Help Center/ MapReduce Service/ Component Operation Guide (LTS)/ Using Spark/Spark2x/ Spark SQL Performance Tuning/ Optimizing Memory When Data Is Inserted into Spark Dynamic Partitioned Tables
Updated on 2024-10-09 GMT+08:00

Optimizing Memory When Data Is Inserted into Spark Dynamic Partitioned Tables

Scenario

When Spark SQL inserts data into dynamic partitioned tables, the more partitions there are, the more HDFS files a single task generates and the more memory metadata occupies. In this case, GC is severe and OOM may occur.

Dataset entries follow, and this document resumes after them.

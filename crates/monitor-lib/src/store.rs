//! Durable-store interface and the in-memory implementation
//!
//! Entities are plain CRUD records; the service/instance/check relations
//! are explicit link tables with referential integrity enforced here.

use crate::error::StoreError;
use crate::models::{
    CheckId, Instance, InstanceId, Schedule, ScheduleId, Service, ServiceId, StatusCheck,
    StatusCheckResult,
};
use async_trait::async_trait;
use chrono::{DateTime, Utc};
use std::collections::{BTreeMap, BTreeSet, HashMap};
use tokio::sync::RwLock;
use tracing::debug;

/// Results kept per check before the oldest are dropped
pub const DEFAULT_RESULT_RETENTION: usize = 10_000;

/// Half-open time range `[start, end)`
#[derive(Debug, Clone, Copy, PartialEq, Eq)]
pub struct TimeRange {
    pub start: DateTime<Utc>,
    pub end: DateTime<Utc>,
}

impl TimeRange {
    pub fn contains(&self, time: DateTime<Utc>) -> bool {
        time >= self.start && time < self.end
    }
}

#[async_trait]
pub trait Store: Send + Sync {
    async fn list_checks(&self) -> Result<Vec<StatusCheck>, StoreError>;
    async fn get_check(&self, id: CheckId) -> Result<StatusCheck, StoreError>;
    async fn insert_check(&self, check: StatusCheck) -> Result<(), StoreError>;
    async fn update_check(&self, check: StatusCheck) -> Result<(), StoreError>;
    async fn delete_check(&self, id: CheckId) -> Result<(), StoreError>;

    /// Append one result; results are kept ordered by time
    async fn append_result(&self, result: StatusCheckResult) -> Result<(), StoreError>;
    /// Results for a check ordered by time, optionally limited to a range
    async fn results(
        &self,
        check_id: CheckId,
        range: Option<TimeRange>,
    ) -> Result<Vec<StatusCheckResult>, StoreError>;
    /// The last `limit` results, oldest first
    async fn recent_results(
        &self,
        check_id: CheckId,
        limit: usize,
    ) -> Result<Vec<StatusCheckResult>, StoreError>;

    async fn list_services(&self) -> Result<Vec<Service>, StoreError>;
    async fn get_service(&self, id: ServiceId) -> Result<Service, StoreError>;
    async fn insert_service(&self, service: Service) -> Result<(), StoreError>;
    async fn update_service(&self, service: Service) -> Result<(), StoreError>;
    async fn delete_service(&self, id: ServiceId) -> Result<(), StoreError>;

    async fn list_instances(&self) -> Result<Vec<Instance>, StoreError>;
    async fn get_instance(&self, id: InstanceId) -> Result<Instance, StoreError>;
    async fn insert_instance(&self, instance: Instance) -> Result<(), StoreError>;
    async fn delete_instance(&self, id: InstanceId) -> Result<(), StoreError>;

    async fn list_schedules(&self) -> Result<Vec<Schedule>, StoreError>;
    async fn get_schedule(&self, id: ScheduleId) -> Result<Schedule, StoreError>;
    async fn insert_schedule(&self, schedule: Schedule) -> Result<(), StoreError>;

    async fn link_service_check(&self, service: ServiceId, check: CheckId)
        -> Result<(), StoreError>;
    async fn unlink_service_check(
        &self,
        service: ServiceId,
        check: CheckId,
    ) -> Result<(), StoreError>;
    async fn link_instance_check(
        &self,
        instance: InstanceId,
        check: CheckId,
    ) -> Result<(), StoreError>;
    async fn link_service_instance(
        &self,
        service: ServiceId,
        instance: InstanceId,
    ) -> Result<(), StoreError>;

    async fn checks_for_service(&self, service: ServiceId)
        -> Result<Vec<StatusCheck>, StoreError>;
    async fn checks_for_instance(
        &self,
        instance: InstanceId,
    ) -> Result<Vec<StatusCheck>, StoreError>;
    async fn services_for_check(&self, check: CheckId) -> Result<Vec<Service>, StoreError>;
    async fn instances_for_service(
        &self,
        service: ServiceId,
    ) -> Result<Vec<Instance>, StoreError>;
}

#[derive(Default)]
struct Tables {
    checks: BTreeMap<CheckId, StatusCheck>,
    results: HashMap<CheckId, Vec<StatusCheckResult>>,
    services: BTreeMap<ServiceId, Service>,
    instances: BTreeMap<InstanceId, Instance>,
    schedules: BTreeMap<ScheduleId, Schedule>,
    service_checks: BTreeSet<(ServiceId, CheckId)>,
    instance_checks: BTreeSet<(InstanceId, CheckId)>,
    service_instances: BTreeSet<(ServiceId, InstanceId)>,
}

impl Tables {
    fn require_check(&self, from: &'static str, id: CheckId) -> Result<(), StoreError> {
        if self.checks.contains_key(&id) {
            Ok(())
        } else {
            Err(StoreError::DanglingLink {
                from,
                entity: "check",
                id,
            })
        }
    }
}

/// Store kept entirely in process memory
pub struct InMemoryStore {
    tables: RwLock<Tables>,
    result_retention: usize,
}

impl Default for InMemoryStore {
    fn default() -> Self {
        Self::new()
    }
}

impl InMemoryStore {
    pub fn new() -> Self {
        Self {
            tables: RwLock::new(Tables::default()),
            result_retention: DEFAULT_RESULT_RETENTION,
        }
    }

    /// Set how many results are retained per check
    pub fn with_result_retention(mut self, retention: usize) -> Self {
        self.result_retention = retention.max(1);
        self
    }
}

fn not_found(entity: &'static str, id: u64) -> StoreError {
    StoreError::NotFound { entity, id }
}
//! Check scheduling loop
//!
//! Runs every active check once per `frequency` minutes. Evaluations run
//! concurrently up to a global limit, each bounded by a timeout. A check
//! whose previous run is still in flight skips its turn instead of
//! queueing behind it. An evaluation that panics is recorded as a
//! failed result and the check stays scheduled.

use crate::debounce::{DebounceEngine, StatusChange};
use crate::error::CheckError;
use crate::evaluator::{CheckOutcome, Evaluate};
use crate::health::{Component, ComponentHealth, HealthRegistry};
use crate::models::{CheckId, StatusCheck, StatusCheckResult};
use crate::observability::{MonitorMetrics, StructuredLogger};
use crate::store::Store;
use anyhow::Result;
use chrono::{DateTime, Utc};
use dashmap::DashMap;
use rand::Rng;
use std::collections::HashSet;
use std::sync::atomic::{AtomicBool, Ordering};
use std::sync::Arc;
use std::time::Duration;
use tokio::sync::{broadcast, mpsc, Semaphore};
use tokio::task::{JoinError, JoinHandle};
use tokio::time::{interval, Instant};
use tracing::{debug, info, warn};

/// Results replayed per check when rebuilding debounce state
const RESTORE_HISTORY: usize = 100;

#[derive(Debug, Clone)]
pub struct SchedulerConfig {
    /// How often due checks are looked for (default: 1 second)
    pub tick: Duration,
    /// Maximum evaluations in flight (default: 32)
    pub max_concurrent: usize,
    /// Upper bound on a single evaluation (default: 30 seconds)
    pub evaluation_timeout: Duration,
    /// Maximum random delay before a newly seen check first runs
    pub jitter: Duration,
}

impl Default for SchedulerConfig {
    fn default() -> Self {
        Self {
            tick: Duration::from_secs(1),
            max_concurrent: 32,
            evaluation_timeout: Duration::from_secs(30),
            jitter: Duration::from_secs(10),
        }
    }
}

/// What went wrong with a check's most recent turn
#[derive(Debug, Clone, Copy, PartialEq, Eq)]
enum RunIssue {
    Overlap,
    TimedOut,
    Panicked,
}

#[derive(Debug)]
struct Slot {
    next_due: DateTime<Utc>,
    active: bool,
    running: Arc<AtomicBool>,
    last_issue: Option<RunIssue>,
}

/// Holds a slot's in-flight flag for one run and clears it on drop,
/// including when the run's task unwinds or is cancelled.
struct InFlight(Arc<AtomicBool>);

impl Drop for InFlight {
    fn drop(&mut self) {
        self.0.store(false, Ordering::SeqCst);
    }
}

pub struct Scheduler {
    store: Arc<dyn Store>,
    evaluator: Arc<dyn Evaluate>,
    debounce: Arc<DebounceEngine>,
    changes: mpsc::Sender<StatusChange>,
    config: SchedulerConfig,
    permits: Arc<Semaphore>,
    slots: DashMap<CheckId, Slot>,
    health: Option<HealthRegistry>,
    metrics: MonitorMetrics,
    logger: StructuredLogger,
}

Based on the test results, there are 10,240 tasks and 2,000 partitions. Before renaming an HDFS file from the temporary to the target directory, the FileStatus metadata is approximately 29 GB in size. To avoid the preceding problem, you can modify the SQL statement to repartition data to reduce the number of HDFS files.

Procedure

Insert distribute by followed by partition fields into dynamic partition statements.

Example:

insert into table store_returns partition (sr_returned_date_sk) select sr_return_time_sk,sr_item_sk,sr_customer_sk,sr_cdemo_sk,sr_hdemo_sk,sr_addr_sk,sr_store_sk,sr_reason_sk,sr_ticket_number,sr_return_quantity,sr_return_amt,sr_return_tax,sr_return_amt_inc_tax,sr_fee,sr_return_ship_cost,sr_refunded_cash,sr_reversed_charge,sr_store_credit,sr_net_loss,sr_returned_date_sk from ${SOURCE}.store_returns distribute by sr_returned_date_sk;